Their ultimate goal is to create a system that encourages suppliers, processors, manufacturers, moulders and brand owners to produce, purchase, use and reuse traceable, sustainable and circular materials via a blockchain-enabled open-standard platform that provides critical information for reverse logistics and take-back of products, materials and components. This would open a pathway to a circular manufacturing model built on the zero-waste principles of reuse, remanufacture and recycle in which waste and pollution are designed out, and products and materials are continually looped back into the value chain.
“Transparency and the notion of a circular economy are strongly in the spotlight, but there are mixed messages when it comes to traceability in plastics. Achieving a single standard for traceability to origin would enable the industry to communicate regarding sustainable practices and attach proof of origin to materials,” explained Domo’s Thomas Nuyts.
How it works
Blockchain is a decentralised digital ledger that stores encrypted data about transactions that occur across a network. The ‘blocks’ in which this data are embedded are disseminated across a network of distributed computers, creating a chain of decentralised yet interdependent records.
Because there is no single authority controlling the ledger, there is no single point of failure from which records or digital assets can be hacked or corrupted. Every participant in the community can independently verify the authenticity of each transactional block, providing a powerful peer-to-peer source of truth for confirming the origins and authenticity of a tangible or intangible asset.
As promising as blockchain is, its path to the mainstream in manufacturing and other applications has been hampered by what McKinsey identifies as an Occam’s razor problem, whereby the simplest solution is probably the best. To this point, it has been difficult for the chemical industry to see a clear-cut business case for using it. As hyped as blockchain has been, however, the Circularise venture suggests that forward-looking chemical companies still view it as a compelling solution in several use cases.
In R&D, for instance real-time information-sharing via the blockchain construct protects IP in open innovation networks or consortia. Companies can collaborate without compromising sensitive data, privacy or confidentiality. In procurement, blockchain enables users to track and authenticate the origin and custody chain of raw materials with blockchain enables companies to follow ethical corporate practices (no ‘conflict’ materials or materials associated with child labour, unfair trade practices, etc.) and to comply with any relevant regulatory standards or requirements (sustainability, etc.).

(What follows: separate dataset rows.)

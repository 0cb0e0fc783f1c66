//! Sequences the restore: validate everything, report the plan, then run the
//! side-effecting steps in order. Safety comes from validating beforehand,
//! not from rolling back afterwards.

use chrono::Local;
use std::path::PathBuf;
use tracing::info;

use crate::config::{ClusterTopology, NodeInfo};
use crate::dbctl::{ChangeMasterParams, DatabaseControl};
use crate::errors::{AppError, Result};
use crate::restore::coordinates::{select_coordinates, CoordinateSelection};
use crate::restore::eligibility::{check_eligibility, Eligibility};
use crate::restore::mode::{RestoreMode, Role};
use crate::restore::peer::{resolve_peer, PeerResolution};
use crate::status::{load_status, BackupStatus};
use crate::transport::BackupTransport;

/// Operator input for one restore run, resolved from the CLI.
#[derive(Debug, Clone)]
pub struct RestoreSettings {
    pub mode: String,
    pub src_dir: Option<PathBuf>,
    pub dest_dir: Option<PathBuf>,
    pub version: Option<String>,
    pub dry_run: bool,
    pub skip_mysqld: bool,
}

#[derive(Debug, PartialEq, Eq)]
pub enum RestoreOutcome {
    Completed,
    DryRun,
    ListedVersions,
}

/// Everything needed to point the restored node at its master.
/// Computed once, consumed exactly once.
#[derive(Debug, Clone)]
struct ReplicationPlan {
    peer_host: String,
    peer: NodeInfo,
    master_log_file: String,
    master_log_pos: u64,
}

fn step_failed(step: &'static str) -> impl FnOnce(anyhow::Error) -> AppError {
    move |source| AppError::Collaborator { step, source }
}

/// Runs one restore end to end. All validation happens before the first
/// side-effecting step; once side effects begin, the first failure is fatal
/// and nothing is undone.
pub async fn run_restore_flow<T, D>(
    settings: &RestoreSettings,
    topology: &ClusterTopology,
    transport: &T,
    dbctl: &D,
) -> Result<RestoreOutcome>
where
    T: BackupTransport,
    D: DatabaseControl,
{
    let mode = RestoreMode::parse(&settings.mode)?;
    let skip_mysqld = settings.skip_mysqld || mode.skips_mysqld();

    let local = topology.local();
    let src_dir = settings
        .src_dir
        .clone()
        .unwrap_or_else(|| local.backup_dir.clone());
    let dest_dir = settings
        .dest_dir
        .clone()
        .unwrap_or_else(|| local.restore_dir.clone());

    transport
        .check_source(&src_dir)
        .await
        .map_err(step_failed("check-source"))?;
    transport
        .check_destination(&dest_dir)
        .await
        .map_err(step_failed("check-destination"))?;

    let status = load_status(&src_dir)
        .map_err(|e| AppError::Config(format!("{e:#}")))?
        .ok_or_else(|| AppError::StatusMissing(src_dir.display().to_string()))?;

    let version = match check_eligibility(
        &status,
        topology,
        settings.version.as_deref(),
        &src_dir,
        transport,
    )
    .await?
    {
        Eligibility::ListRequested => return Ok(RestoreOutcome::ListedVersions),
        Eligibility::Ready { version } => version,
    };
    let incremental = topology
        .copy_method(&status.copy_method)
        .is_some_and(|m| m.incremental);

    // Peer and coordinates are resolved while the node is still untouched; an
    // unknown peer must never leave a half-restored data directory behind.
    let plan = match resolve_peer(mode, &status, topology, skip_mysqld)? {
        PeerResolution::None => None,
        PeerResolution::Peer { host, node } => match select_coordinates(mode, &status)? {
            CoordinateSelection::Skip => None,
            CoordinateSelection::Coordinates { file, position } => Some(ReplicationPlan {
                peer_host: host,
                peer: node,
                master_log_file: file,
                master_log_pos: position,
            }),
        },
    };

    report_plan(mode, &src_dir, &dest_dir, &status, incremental, version.as_deref(), skip_mysqld, plan.as_ref());

    if settings.dry_run {
        println!("💡 Dry run requested; nothing was changed.");
        return Ok(RestoreOutcome::DryRun);
    }

    if skip_mysqld {
        info!("mysqld stop skipped");
    } else {
        dbctl.stop().await.map_err(step_failed("stop-mysqld"))?;
    }

    if incremental {
        // Eligibility guarantees a version for incremental methods.
        let v = version
            .as_deref()
            .ok_or_else(|| AppError::MissingVersion(status.copy_method.clone()))?;
        transport
            .restore_incremental(&status.copy_method, &src_dir, &dest_dir, v)
            .await
            .map_err(step_failed("restore-data"))?;
    } else {
        transport
            .restore(&status.copy_method, &src_dir, &dest_dir)
            .await
            .map_err(step_failed("restore-data"))?;
    }

    transport
        .cleanup(&status, &dest_dir)
        .await
        .map_err(step_failed("cleanup"))?;

    if skip_mysqld {
        info!("mysqld start skipped");
    } else {
        dbctl.start().await.map_err(step_failed("start-mysqld"))?;
    }

    match plan {
        Some(plan) => {
            let params = ChangeMasterParams {
                master_host: plan.peer.ip.clone(),
                master_port: plan.peer.mysql_port,
                master_user: plan.peer.repl_user.clone(),
                master_password: plan.peer.repl_password.clone(),
                master_log_file: plan.master_log_file.clone(),
                master_log_pos: plan.master_log_pos,
            };
            dbctl
                .change_master_to(&params)
                .await
                .map_err(step_failed("change-master"))?;
        }
        None if mode.dest_role() == Some(Role::Single) => {
            println!("ℹ️ Destination role is single; replication not configured.");
        }
        None => {}
    }

    Ok(RestoreOutcome::Completed)
}

#[allow(clippy::too_many_arguments)]
fn report_plan(
    mode: RestoreMode,
    src_dir: &std::path::Path,
    dest_dir: &std::path::Path,
    status: &BackupStatus,
    incremental: bool,
    version: Option<&str>,
    skip_mysqld: bool,
    plan: Option<&ReplicationPlan>,
) {
    println!("📋 Restore plan ({})", Local::now().format("%Y-%m-%d %H:%M:%S"));
    println!("   mode:         {}", mode);
    println!("   source:       {}", src_dir.display());
    println!("   destination:  {}", dest_dir.display());
    println!(
        "   copy method:  {}{}",
        status.copy_method,
        if incremental { " (incremental)" } else { "" }
    );
    if let Some(v) = version {
        println!("   version:      {}", v);
    }
    println!(
        "   mysqld:       {}",
        if skip_mysqld { "untouched" } else { "stop before restore, start after" }
    );
    match plan {
        Some(p) => println!(
            "   replication:  from {} ({}:{}) starting at {}:{}",
            p.peer_host, p.peer.ip, p.peer.mysql_port, p.master_log_file, p.master_log_pos
        ),
        None => println!("   replication:  not configured"),
    }
}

In production and asset management, blockchain enables multiple entities along a supply chain - raw material suppliers, manufacturers, processors, service providers and others - to share information and to track an asset’s entire history throughout its lifecycle, to prove maintenance and use of original spare parts, for example, in support of warranty or insurance claims, to verify ownership, book value, etc., and to provide a single source of truth for pay-per-use business models.
Quick retrieval
In addition, blockchain can speed a plant’s recovery from a disaster, enabling the plant owner to readily access and retrieve records for warranty claims and the like. And, because blockchain records are tamper-evident, key operational data like process variables and machine operating conditions saved to the chain just before an accident could prove valuable in investigating root causes.
In terms of supply chain management, blockchain enables chemical companies to become ‘prosumers’ of energy, whereby they use it to trade power securely and efficiently, selling any excess electricity they produce and/or purchasing electricity when their plants require it.
For companies that engage in international trading and shipping, finally, blockchain can facilitate document exchange and track changes in product ownership. Using it to track and trace the physical integrity of products (as BASF is doing with its smart pallet start-up) helps to identify physical damage to products or pallets while also preventing counterfeiting, a major issue in some chemical markets.
As viable as blockchain appears for these and other applications, the chemical industry still has yet to embrace it on a broad scale, due in large part to ongoing uncertainty about data security, privacy and the ownership of blockchains and their constituent nodes, as well as concerns about data management, scalability and interoperability, a lack of compelling use cases and a general reluctance among participants to undertake risk-sharing partnerships built around blockchain concepts.
With more initiatives like Circularise, those barriers could quickly disappear, and in a couple years, we could be talking not about the chemical industry’s reluctance to embrace blockchain, but rather about their race to implement it.